Harmonic analysis
What Is Harmonic Analysis?
Harmonic analysis is a branch of mathematics and applied signal processing concerned with representing functions or signals as superpositions of simpler oscillatory components, principally sinusoids. The field generalizes the classical theory of Fourier series, which decomposes periodic functions into sums of integer-multiple frequency components, to broader classes of functions and more abstract mathematical settings. In engineering practice, harmonic analysis provides the theoretical foundation for every technique that extracts frequency-domain information from time-domain measurements, from power systems monitoring to audio processing.
The discipline draws on mathematical analysis, linear algebra, and group theory, with roots in the work of Joseph Fourier in the early nineteenth century. Its practical reach extends into electrical engineering, acoustics, communications, and numerical methods, making it one of the most broadly applied areas of mathematics in engineering.
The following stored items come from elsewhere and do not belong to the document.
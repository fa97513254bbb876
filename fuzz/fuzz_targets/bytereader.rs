#![no_main]

use bytestream::{ByteReader, ByteSource};
use libfuzzer_sys::fuzz_target;

fuzz_target!(|data: &[u8]| {
    let mut reader = ByteReader::new(data);
    let mut idx = 0usize;

    // Use input bytes to drive a bounded sequence of operations.
    while idx < data.len() && idx < 1024 {
        let op = data[idx] % 6;
        idx += 1;

        match op {
            0 => {
                let _ = reader.read_u8();
            }
            1 => {
                let _ = reader.read_i16();
            }
            2 => {
                let _ = reader.read_i32();
            }
            3 => {
                let _ = reader.read_i64();
            }
            4 => {
                let len = usize::from(data[idx.saturating_sub(1)] % 64);
                let _ = reader.read_vec(len);
            }
            _ => {
                let len = usize::from(data[idx.saturating_sub(1)] % 64);
                let _ = reader.skip(len);
            }
        }
        assert!(reader.position() <= data.len());
    }
});
//! Error types for codec operations.

use std::fmt;

/// Result type for codec operations.
pub type CodecResult<T> = Result<T, CodecError>;

/// Errors that can occur during record encoding/decoding.
#[derive(Debug, Clone, PartialEq, Eq)]
pub enum CodecError {
    /// Malformed input; fatal for the record being decoded.
    Wire(wire::DecodeError),

    /// A payload could not be represented on the wire.
    Encode(wire::EncodeError),

    /// A record value does not have the type its schema declares.
    TypeMismatch {
        record: String,
        field: String,
        expected: String,
        found: &'static str,
    },

    /// A record holds a field its schema does not declare.
    UnknownField { record: String, field: String },
}

impl fmt::Display for CodecError {
    fn fmt(&self, f: &mut fmt::Formatter<'_>) -> fmt::Result {
        match self {
            Self::Wire(e) => write!(f, "decode error: {e}"),
            Self::Encode(e) => write!(f, "encode error: {e}"),
            Self::TypeMismatch {
                record,
                field,
                expected,
                found,
            } => {
                write!(
                    f,
                    "field {record}.{field} expects {expected} but holds {found}"
                )
            }
            Self::UnknownField { record, field } => {
                write!(f, "record {record} has no field named {field:?}")
            }
        }
    }
}

impl std::error::Error for CodecError {
    fn source(&self) -> Option<&(dyn std::error::Error + 'static)> {
        match self {
            Self::Wire(e) => Some(e),
            Self::Encode(e) => Some(e),
            Self::TypeMismatch { .. } | Self::UnknownField { .. } => None,
        }
    }
}

impl From<wire::DecodeError> for CodecError {
    fn from(err: wire::DecodeError) -> Self {
        Self::Wire(err)
    }
}

impl From<wire::EncodeError> for CodecError {
    fn from(err: wire::EncodeError) -> Self {
        Self::Encode(err)
    }
}

impl From<bytestream::ByteError> for CodecError {
    fn from(err: bytestream::ByteError) -> Self {
        Self::Wire(err.into())
    }
}
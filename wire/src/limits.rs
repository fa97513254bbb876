//! Configurable limits for bounded decoding.

/// Limits enforced while decoding records.
///
/// Length and count prefixes come from untrusted input; they are checked
/// against these limits before any allocation or iteration.
#[derive(Debug, Clone, PartialEq, Eq)]
pub struct Limits {
    /// Maximum length of a single string or binary payload in bytes.
    pub max_string_bytes: usize,

    /// Maximum element count of a single list, set or map.
    pub max_container_len: usize,

    /// Maximum nesting of structs and containers, the outermost record included.
    pub max_depth: usize,
}

impl Default for Limits {
    fn default() -> Self {
        Self {
            max_string_bytes: 16 * 1024 * 1024,
            max_container_len: 1024 * 1024,
            max_depth: 64,
        }
    }
}

impl Limits {
    /// Creates limits suitable for testing with smaller values.
    #[must_use]
    pub const fn for_testing() -> Self {
        Self {
            max_string_bytes: 1024,
            max_container_len: 64,
            max_depth: 8,
        }
    }

    /// Creates limits with no restrictions (use with caution).
    #[must_use]
    pub const fn unlimited() -> Self {
        Self {
            max_string_bytes: usize::MAX,
            max_container_len: usize::MAX,
            max_depth: usize::MAX,
        }
    }
}
//! Conversion between typed records and the dynamic [`Record`] form.

use std::io;

use bytestream::ByteWriter;
use codec::{CodecError, CodecResult, Limits, Record, Value};
use schema::RecordSchema;

/// A typed record with a fixed schema.
pub trait Message: Sized {
    /// The schema this record is encoded with.
    fn schema() -> &'static RecordSchema;

    /// Converts to the dynamic form; `None` fields are left absent.
    fn to_record(&self) -> Record;

    /// Converts from the dynamic form.
    ///
    /// Fails if a field holds a value of the wrong type or the record holds
    /// a name the schema does not declare.
    fn from_record(record: &Record) -> CodecResult<Self>;

    /// Encodes into a fresh buffer.
    fn encode(&self) -> CodecResult<Vec<u8>> {
        codec::encode_record_to_vec(Self::schema(), &self.to_record())
    }

    /// Encodes, appending to `out`.
    fn encode_into(&self, out: &mut ByteWriter) -> CodecResult<()> {
        codec::encode_record(Self::schema(), &self.to_record(), out)
    }

    /// Decodes from the front of `bytes`, returning the bytes consumed.
    fn decode(bytes: &[u8], limits: &Limits) -> CodecResult<(Self, usize)> {
        let (record, consumed) = codec::decode_record_from_slice(Self::schema(), bytes, limits)?;
        Ok((Self::from_record(&record)?, consumed))
    }

    fn write_to<W: io::Write>(&self, sink: W) -> io::Result<()> {
        codec::write_record_to(Self::schema(), &self.to_record(), sink)
    }

    fn read_from<R: io::Read>(reader: R, limits: &Limits) -> CodecResult<Self> {
        let record = codec::read_record_from(Self::schema(), reader, limits)?;
        Self::from_record(&record)
    }
}

/// Field extraction against a schema, for `from_record` implementations.
pub(crate) struct Fields<'a> {
    schema: &'a RecordSchema,
    record: &'a Record,
}

impl<'a> Fields<'a> {
    pub(crate) fn new(schema: &'a RecordSchema, record: &'a Record) -> CodecResult<Self> {
        if let Some((name, _)) = record
            .iter()
            .find(|(name, _)| schema.field_by_name(name).is_none())
        {
            return Err(CodecError::UnknownField {
                record: schema.name.clone(),
                field: name.to_string(),
            });
        }
        Ok(Self { schema, record })
    }

    pub(crate) fn string(&self, name: &str) -> CodecResult<Option<String>> {
        match self.record.get(name) {
            None => Ok(None),
            Some(Value::String(value)) => Ok(Some(value.clone())),
            Some(other) => Err(self.mismatch(name, other)),
        }
    }

    pub(crate) fn i32(&self, name: &str) -> CodecResult<Option<i32>> {
        match self.record.get(name) {
            None => Ok(None),
            Some(Value::I32(value)) => Ok(Some(*value)),
            Some(other) => Err(self.mismatch(name, other)),
        }
    }

    pub(crate) fn message<M: Message>(&self, name: &str) -> CodecResult<Option<M>> {
        match self.record.get(name) {
            None => Ok(None),
            Some(Value::Struct(record)) => M::from_record(record).map(Some),
            Some(other) => Err(self.mismatch(name, other)),
        }
    }

    pub(crate) fn message_list<M: Message>(&self, name: &str) -> CodecResult<Option<Vec<M>>> {
        let items = match self.record.get(name) {
            None => return Ok(None),
            Some(Value::List(items)) => items,
            Some(other) => return Err(self.mismatch(name, other)),
        };
        items
            .iter()
            .map(|item| match item {
                Value::Struct(record) => M::from_record(record),
                other => Err(self.mismatch(name, other)),
            })
            .collect::<CodecResult<Vec<M>>>()
            .map(Some)
    }

    fn mismatch(&self, name: &str, found: &Value) -> CodecError {
        let expected = self
            .schema
            .field_by_name(name)
            .map_or_else(String::new, |field| field.ty.to_string());
        CodecError::TypeMismatch {
            record: self.schema.name.clone(),
            field: name.to_string(),
            expected,
            found: found.type_name(),
        }
    }
}

/// Sets `name` when `value` is present.
pub(crate) fn set_opt(record: &mut Record, name: &str, value: Option<impl Into<Value>>) {
    if let Some(value) = value {
        record.set(name, value);
    }
}
use std::fs;
use std::path::{Path, PathBuf};

use anyhow::{Context, Result};
use clap::{Parser, Subcommand, ValueEnum};
use gamesman_tools::{
    decode_record_bytes, decode_record_json, encode_record_json, format_decode_pretty,
    format_inspect_report, format_schema, inspect_record,
};
use glob::Pattern;
use records::RecordKind;
use tracing::info;
use tracing_subscriber::layer::SubscriberExt;
use tracing_subscriber::util::SubscriberInitExt;
use wire::Limits;

#[derive(Parser)]
#[command(
    name = "gamesman-tools",
    version,
    about = "gamesman record inspection and conversion tools"
)]
struct Cli {
    #[command(subcommand)]
    command: Command,
}

#[derive(Subcommand)]
enum Command {
    /// Inspect record structure and sizes without a schema.
    Inspect {
        /// Path to the record bytes, or a directory of record files.
        record_path: PathBuf,
        /// Optional glob filter when inspecting a directory.
        #[arg(long)]
        glob: Option<String>,
        /// Sort inspected files.
        #[arg(long, value_enum)]
        sort: Option<InspectSort>,
        /// Limit the number of inspected files (after sorting).
        #[arg(long)]
        limit: Option<usize>,
        /// Print the walk as JSON.
        #[arg(long)]
        json: bool,
    },
    /// Decode a record into structured JSON.
    Decode {
        /// Path to the record bytes.
        record_file: PathBuf,
        /// Record kind the bytes hold.
        #[arg(long, value_enum)]
        record: KindArg,
        /// Output format.
        #[arg(long, value_enum, default_value_t = DecodeFormat::Json)]
        format: DecodeFormat,
    },
    /// Encode a JSON document as record bytes.
    Encode {
        /// Path to the JSON document.
        json_file: PathBuf,
        /// Record kind the document describes.
        #[arg(long, value_enum)]
        record: KindArg,
        /// Output path for the encoded bytes.
        #[arg(short, long)]
        output: PathBuf,
    },
    /// Print a record kind's field table and fingerprint.
    Schema {
        /// Record kind; all kinds when omitted.
        #[arg(long, value_enum)]
        record: Option<KindArg>,
    },
}

#[derive(Clone, Copy, Debug, ValueEnum)]
enum InspectSort {
    Size,
}

#[derive(Clone, Copy, Debug, ValueEnum)]
enum DecodeFormat {
    Json,
    Pretty,
}

#[derive(Clone, Copy, Debug, ValueEnum)]
enum KindArg {
    Gamestate,
    GetMove,
    GetNextMove,
}

impl From<KindArg> for RecordKind {
    fn from(arg: KindArg) -> Self {
        match arg {
            KindArg::Gamestate => Self::GamestateResponse,
            KindArg::GetMove => Self::GetMoveResponse,
            KindArg::GetNextMove => Self::GetNextMoveResponse,
        }
    }
}

fn main() -> Result<()> {
    tracing_subscriber::registry()
        .with(tracing_subscriber::fmt::layer().with_writer(std::io::stderr))
        .with(
            tracing_subscriber::EnvFilter::try_from_default_env()
                .or_else(|_| tracing_subscriber::EnvFilter::try_new("warn"))
                .context("build log filter")?,
        )
        .try_init()
        .context("install log subscriber")?;

    let cli = Cli::parse();
    let limits = Limits::default();
    match cli.command {
        Command::Inspect {
            record_path,
            glob,
            sort,
            limit,
            json,
        } => {
            if record_path.is_dir() {
                let entries = collect_record_entries(&record_path, glob.as_deref())?;
                let mut entries = maybe_sort_entries(entries, sort);
                let limit = limit.or(sort.map(|InspectSort::Size| 10));
                if let Some(limit) = limit {
                    entries.truncate(limit);
                }
                for entry in entries {
                    println!("== {} ({} bytes) ==", entry.path.display(), entry.size);
                    inspect_file(&entry.path, &limits, json)?;
                }
            } else {
                inspect_file(&record_path, &limits, json)?;
            }
        }
        Command::Decode {
            record_file,
            record,
            format,
        } => {
            let bytes = fs::read(&record_file)
                .with_context(|| format!("read record {}", record_file.display()))?;
            let kind = RecordKind::from(record);
            match format {
                DecodeFormat::Json => {
                    let output = decode_record_json(kind, &bytes, &limits)?;
                    let json = serde_json::to_string_pretty(&output).context("serialize json")?;
                    println!("{json}");
                }
                DecodeFormat::Pretty => {
                    let output = decode_record_bytes(kind, &bytes, &limits)?;
                    println!("{}", format_decode_pretty(&output));
                }
            }
        }
        Command::Encode {
            json_file,
            record,
            output,
        } => {
            let json = fs::read_to_string(&json_file)
                .with_context(|| format!("read json {}", json_file.display()))?;
            let bytes = encode_record_json(record.into(), &json)?;
            fs::write(&output, &bytes)
                .with_context(|| format!("write record {}", output.display()))?;
            info!(path = %output.display(), bytes = bytes.len(), "wrote record");
        }
        Command::Schema { record } => match record {
            Some(record) => print!("{}", format_schema(record.into())),
            None => {
                for kind in RecordKind::ALL {
                    print!("{}", format_schema(kind));
                }
            }
        },
    }
    Ok(())
}

fn inspect_file(path: &Path, limits: &Limits, json: bool) -> Result<()> {
    let bytes = fs::read(path).with_context(|| format!("read record {}", path.display()))?;
    let report = inspect_record(&bytes, limits)
        .with_context(|| format!("inspect record {}", path.display()))?;
    if json {
        let json = serde_json::to_string_pretty(&report).context("serialize json")?;
        println!("{json}");
    } else {
        print!("{}", format_inspect_report(&report));
    }
    Ok(())
}

struct RecordEntry {
    path: PathBuf,
    size: u64,
}

fn collect_record_entries(dir: &Path, glob: Option<&str>) -> Result<Vec<RecordEntry>> {
    let mut entries = Vec::new();
    let pattern = match glob {
        Some(value) => Some(Pattern::new(value).context("invalid glob pattern")?),
        None => None,
    };

    for entry in fs::read_dir(dir).with_context(|| format!("read dir {}", dir.display()))? {
        let entry = entry?;
        let path = entry.path();
        if !path.is_file() {
            continue;
        }
        if let Some(pattern) = &pattern {
            let matches_path = pattern.matches_path(&path);
            let matches_name = path
                .file_name()
                .and_then(|name| name.to_str())
                .is_some_and(|name| pattern.matches(name));
            if !matches_path && !matches_name {
                continue;
            }
        }
        let size = entry.metadata()?.len();
        entries.push(RecordEntry { path, size });
    }
    entries.sort_by(|a, b| a.path.cmp(&b.path));
    Ok(entries)
}

fn maybe_sort_entries(
    mut entries: Vec<RecordEntry>,
    sort: Option<InspectSort>,
) -> Vec<RecordEntry> {
    match sort {
        Some(InspectSort::Size) => {
            entries.sort_by(|a, b| b.size.cmp(&a.size).then_with(|| a.path.cmp(&b.path)));
        }
        None => {}
    }
    entries
}

#[cfg(test)]
mod tests {
    use super::*;

    struct ScratchDir(PathBuf);

    impl ScratchDir {
        fn new(name: &str) -> Self {
            let path = std::env::temp_dir().join(format!(
                "gamesman-tools-{name}-{}",
                std::process::id()
            ));
            let _ = fs::remove_dir_all(&path);
            fs::create_dir_all(&path).unwrap();
            Self(path)
        }

        fn write(&self, name: &str, len: usize) {
            fs::write(self.0.join(name), vec![0u8; len]).unwrap();
        }
    }

    impl Drop for ScratchDir {
        fn drop(&mut self) {
            let _ = fs::remove_dir_all(&self.0);
        }
    }

    fn names(entries: &[RecordEntry]) -> Vec<String> {
        entries
            .iter()
            .map(|entry| entry.path.file_name().unwrap().to_string_lossy().into_owned())
            .collect()
    }

    #[test]
    fn directory_walk_filters_by_glob() {
        let dir = ScratchDir::new("glob");
        dir.write("b.bin", 3);
        dir.write("a.bin", 9);
        dir.write("notes.txt", 40);
        fs::create_dir(dir.0.join("nested.bin")).unwrap();

        let entries = collect_record_entries(&dir.0, Some("*.bin")).unwrap();
        assert_eq!(names(&entries), ["a.bin", "b.bin"]);
        assert_eq!(entries[0].size, 9);

        let entries = collect_record_entries(&dir.0, None).unwrap();
        assert_eq!(names(&entries), ["a.bin", "b.bin", "notes.txt"]);
    }

    #[test]
    fn directory_walk_sorts_largest_first() {
        let dir = ScratchDir::new("sort");
        dir.write("small.bin", 1);
        dir.write("large.bin", 64);
        dir.write("tie-b.bin", 8);
        dir.write("tie-a.bin", 8);

        let entries = collect_record_entries(&dir.0, None).unwrap();
        let unsorted = names(&entries);
        assert_eq!(
            unsorted,
            ["large.bin", "small.bin", "tie-a.bin", "tie-b.bin"]
        );
        assert_eq!(names(&maybe_sort_entries(entries, None)), unsorted);

        let entries = collect_record_entries(&dir.0, None).unwrap();
        let sorted = maybe_sort_entries(entries, Some(InspectSort::Size));
        assert_eq!(
            names(&sorted),
            ["large.bin", "tie-a.bin", "tie-b.bin", "small.bin"]
        );
    }

    #[test]
    fn invalid_glob_is_reported() {
        let dir = ScratchDir::new("bad-glob");
        let err = collect_record_entries(&dir.0, Some("[")).err().unwrap();
        assert!(format!("{err:#}").contains("invalid glob pattern"));
    }

    #[test]
    fn kind_args_map_to_record_kinds() {
        assert_eq!(RecordKind::from(KindArg::Gamestate), RecordKind::GamestateResponse);
        assert_eq!(RecordKind::from(KindArg::GetMove), RecordKind::GetMoveResponse);
        assert_eq!(
            RecordKind::from(KindArg::GetNextMove),
            RecordKind::GetNextMoveResponse
        );
    }
}
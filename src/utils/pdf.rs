//! Minimal PDF writer for tabular text reports
//!
//! Produces a PDF 1.4 file using only the built-in Courier fonts, so no
//! font embedding is needed. Pages are A4 landscape; lines longer than a
//! page width are truncated.

use std::fmt::Write as _;

const PAGE_WIDTH: u32 = 842;
const PAGE_HEIGHT: u32 = 595;
const MARGIN: u32 = 40;
const BODY_FONT_SIZE: u32 = 8;
const LEADING: u32 = 11;
const TITLE_FONT_SIZE: u32 = 12;

/// Courier glyphs are 0.6 em wide
pub const MAX_LINE_CHARS: usize =
    ((PAGE_WIDTH - 2 * MARGIN) as usize * 10) / (BODY_FONT_SIZE as usize * 6);

/// Body lines that fit under the title block
pub const LINES_PER_PAGE: usize = ((PAGE_HEIGHT - 2 * MARGIN - 30) / LEADING) as usize;

/// Render `lines` under `title`, paginating as needed. An empty report still
/// produces one page with the title.
pub fn render_text_pdf(title: &str, lines: &[String]) -> Vec<u8> {
    let pages: Vec<&[String]> = if lines.is_empty() {
        vec![lines]
    } else {
        lines.chunks(LINES_PER_PAGE).collect()
    };
    let page_count = pages.len();

    // Object layout: 1 catalog, 2 page tree, 3 body font, 4 title font,
    // then (page, content) pairs.
    let page_obj = |i: usize| 5 + 2 * i;
    let content_obj = |i: usize| 6 + 2 * i;
    let total_objects = 4 + 2 * page_count;

    let mut out: Vec<u8> = Vec::new();
    let mut offsets: Vec<usize> = Vec::with_capacity(total_objects);

    out.extend_from_slice(b"%PDF-1.4\n");

    let kids = (0..page_count)
        .map(|i| format!("{} 0 R", page_obj(i)))
        .collect::<Vec<_>>()
        .join(" ");

    push_object(&mut out, &mut offsets, 1, "<< /Type /Catalog /Pages 2 0 R >>");
    push_object(
        &mut out,
        &mut offsets,
        2,
        &format!("<< /Type /Pages /Kids [{}] /Count {} >>", kids, page_count),
    );
    push_object(
        &mut out,
        &mut offsets,
        3,
        "<< /Type /Font /Subtype /Type1 /BaseFont /Courier /Encoding /WinAnsiEncoding >>",
    );
    push_object(
        &mut out,
        &mut offsets,
        4,
        "<< /Type /Font /Subtype /Type1 /BaseFont /Courier-Bold /Encoding /WinAnsiEncoding >>",
    );

    for (i, page_lines) in pages.iter().enumerate() {
        push_object(
            &mut out,
            &mut offsets,
            page_obj(i),
            &format!(
                "<< /Type /Page /Parent 2 0 R /MediaBox [0 0 {} {}] \
                 /Resources << /Font << /F1 3 0 R /F2 4 0 R >> >> /Contents {} 0 R >>",
                PAGE_WIDTH,
                PAGE_HEIGHT,
                content_obj(i)
            ),
        );

        let stream = page_stream(title, page_lines, i + 1, page_count);
        push_object(
            &mut out,
            &mut offsets,
            content_obj(i),
            &format!("<< /Length {} >>\nstream\n{}\nendstream", stream.len(), stream),
        );
    }

    let xref_offset = out.len();
    let mut xref = format!("xref\n0 {}\n0000000000 65535 f \n", total_objects + 1);
    for offset in &offsets {
        let _ = writeln!(xref, "{:010} 00000 n ", offset);
    }
    let _ = write!(
        xref,
        "trailer\n<< /Size {} /Root 1 0 R >>\nstartxref\n{}\n%%EOF\n",
        total_objects + 1,
        xref_offset
    );
    out.extend_from_slice(xref.as_bytes());
    out
}

fn push_object(out: &mut Vec<u8>, offsets: &mut Vec<usize>, id: usize, body: &str) {
    debug_assert_eq!(offsets.len() + 1, id, "objects must be written in order");
    offsets.push(out.len());
    out.extend_from_slice(format!("{} 0 obj\n{}\nendobj\n", id, body).as_bytes());
}

fn page_stream(title: &str, lines: &[String], page: usize, page_count: usize) -> String {
    let mut s = String::new();
    let title_y = PAGE_HEIGHT - MARGIN;
    let body_y = title_y - 30;

    let _ = writeln!(
        s,
        "BT /F2 {} Tf {} {} Td ({}) Tj ET",
        TITLE_FONT_SIZE,
        MARGIN,
        title_y,
        escape(&format!("{}  (page {}/{})", title, page, page_count))
    );
    let _ = write!(
        s,
        "BT /F1 {} Tf {} TL {} {} Td",
        BODY_FONT_SIZE, LEADING, MARGIN, body_y
    );
    for line in lines {
        let clipped: String = line.chars().take(MAX_LINE_CHARS).collect();
        let _ = write!(s, " ({}) Tj T*", escape(&clipped));
    }
    s.push_str(" ET");
    s
}

/// Escape PDF string delimiters; anything outside printable ASCII becomes '?'
fn escape(text: &str) -> String {
    let mut escaped = String::with_capacity(text.len());
    for c in text.chars() {
        match c {
            '(' | ')' | '\\' => {
                escaped.push('\\');
                escaped.push(c);
            }
            ' '..='~' => escaped.push(c),
            _ => escaped.push('?'),
        }
    }
    escaped
}
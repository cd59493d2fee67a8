//! Registration Form
//!
//! Validates the conference registration form, prices it and creates the
//! registration with its full fee outstanding.

use serde::Deserialize;
use std::sync::Arc;
use tracing::{info, warn};

use crate::core::notifications;
use crate::models::{AppError, AppResult, Attendance, Registrant, Registration, RegistrationCategory};
use crate::providers::Mailer;
use crate::store::{NewRegistration, Store};
use crate::utils::constants::normalize_phone;

/// Registration form as submitted by the browser
#[derive(Debug, Clone, Default, Deserialize)]
#[serde(rename_all = "camelCase")]
pub struct RegistrationForm {
    pub full_name: Option<String>,
    pub phone: Option<String>,
    pub organization: Option<String>,
    pub job_title: Option<String>,
    pub country: Option<String>,
    pub category: Option<String>,
    pub attendance: Option<String>,
}

/// Form after validation; phone in international form
#[derive(Debug, Clone, PartialEq)]
pub struct ValidRegistration {
    pub full_name: String,
    pub phone: String,
    pub organization: String,
    pub job_title: String,
    pub country: String,
    pub category: RegistrationCategory,
    pub attendance: Attendance,
}

/// `PUT /api/me` body
#[derive(Debug, Clone, Default, Deserialize)]
#[serde(rename_all = "camelCase")]
pub struct ProfileUpdate {
    pub full_name: Option<String>,
    pub phone: Option<String>,
}

fn required(value: &Option<String>, field: &str) -> AppResult<String> {
    match value.as_deref().map(str::trim) {
        Some(v) if !v.is_empty() => Ok(v.to_string()),
        _ => Err(AppError::validation(format!("{} is required", field))),
    }
}

fn valid_phone(raw: &str) -> AppResult<String> {
    normalize_phone(raw).ok_or_else(|| {
        AppError::validation(format!("phone '{}' is not a valid East African mobile number", raw))
    })
}

fn parse_choice<T: std::str::FromStr>(raw: &str, field: &str, allowed: &[&str]) -> AppResult<T> {
    raw.parse::<T>().map_err(|_| {
        AppError::validation(format!("{} must be one of: {}", field, allowed.join(", ")))
    })
}

impl RegistrationForm {
    pub fn validate(&self) -> AppResult<ValidRegistration> {
        let full_name = required(&self.full_name, "fullName")?;
        let phone = valid_phone(&required(&self.phone, "phone")?)?;
        let organization = required(&self.organization, "organization")?;
        let job_title = required(&self.job_title, "jobTitle")?;
        let country = required(&self.country, "country")?;

        let categories: Vec<&str> = RegistrationCategory::ALL.iter().map(|c| c.as_str()).collect();
        let category = parse_choice(&required(&self.category, "category")?, "category", &categories)?;

        let modes: Vec<&str> = Attendance::ALL.iter().map(|a| a.as_str()).collect();
        let attendance =
            parse_choice(&required(&self.attendance, "attendance")?, "attendance", &modes)?;

        Ok(ValidRegistration {
            full_name,
            phone,
            organization,
            job_title,
            country,
            category,
            attendance,
        })
    }
}

impl ProfileUpdate {
    /// Blank fields are left unchanged; a given phone must normalise
    pub fn validate(&self) -> AppResult<(Option<String>, Option<String>)> {
        let full_name = self
            .full_name
            .as_deref()
            .map(str::trim)
            .filter(|n| !n.is_empty())
            .map(str::to_string);
        let phone = match self.phone.as_deref().map(str::trim).filter(|p| !p.is_empty()) {
            Some(p) => Some(valid_phone(p)?),
            None => None,
        };
        if full_name.is_none() && phone.is_none() {
            return Err(AppError::validation("Nothing to update: send fullName and/or phone"));
        }
        Ok((full_name, phone))
    }
}

pub struct RegistrationService {
    store: Arc<Store>,
    mailer: Arc<dyn Mailer>,
}

impl RegistrationService {
    pub fn new(store: Arc<Store>, mailer: Arc<dyn Mailer>) -> Self {
        Self { store, mailer }
    }

    /// Validate, price and store a registration, then send the
    /// acknowledgement email. The registrant's name and phone follow the
    /// latest form.
    pub async fn register(
        &self,
        registrant_id: i64,
        form: &RegistrationForm,
    ) -> AppResult<Registration> {
        let valid = form.validate()?;
        let fee = valid.category.fee(valid.attendance);

        self.store
            .update_profile(registrant_id, Some(&valid.full_name), Some(&valid.phone))?;
        let registration = self.store.insert_registration(&NewRegistration {
            registrant_id,
            category: valid.category,
            attendance: valid.attendance,
            organization: valid.organization,
            job_title: valid.job_title,
            country: valid.country,
            fee,
        })?;

        info!(
            registration_id = registration.id,
            registrant_id,
            category = %registration.category,
            attendance = %registration.attendance,
            fee = %fee,
            "📝 Registration created"
        );

        let record = self.store.registration_record(registration.id)?;
        if let Err(e) = self.mailer.send(notifications::registration_email(&record)).await {
            warn!(registration_id = registration.id, "📧 Registration email failed: {}", e);
        }

        Ok(registration)
    }

    pub fn update_profile(&self, registrant_id: i64, update: &ProfileUpdate) -> AppResult<Registrant> {
        let (full_name, phone) = update.validate()?;
        self.store
            .update_profile(registrant_id, full_name.as_deref(), phone.as_deref())
    }
}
Fourier Analysis and the Fast Fourier Transform
Classical harmonic analysis is built on the Fourier series and the Fourier transform, which express a signal as a continuous integral or discrete sum of complex exponentials weighted by their spectral coefficients. For digital signals, the discrete Fourier transform (DFT) computes these coefficients exactly for a sampled sequence, while the fast Fourier transform (FFT) reduces the computation from O(N²) to O(N log N) operations, a reduction that made real-time spectral analysis computationally practical. The FFT is the workhorse algorithm in spectrum analyzers, audio equalizers, radar signal processors, and power-quality monitoring instruments. Data Compression and Harmonic Analysis by Daubechies and DeVore provides a rigorous treatment of how harmonic analysis concepts underpin modern compression algorithms, connecting pure theory to engineering practice.
Wavelet Transforms
Where the Fourier transform provides a purely global frequency representation with no time localization, wavelet transforms decompose a signal into components that are simultaneously localized in both time and frequency. A wavelet basis consists of scaled and shifted copies of a mother wavelet, and the wavelet coefficients reveal when frequency content appears and disappears in a non-stationary signal. This property makes wavelets particularly suited to transient detection, fault diagnosis in power systems, and image compression. The JPEG 2000 standard and certain radar pulse analysis systems rely on wavelet decompositions rather than FFTs. Discrete wavelet transform for harmonic analysis of electromagnetic transients in 500 kV transmission systems demonstrates the advantage of wavelet-based analysis over FFT when harmonics are embedded in non-stationary switching transients, which a standard DFT smears across frequency bins.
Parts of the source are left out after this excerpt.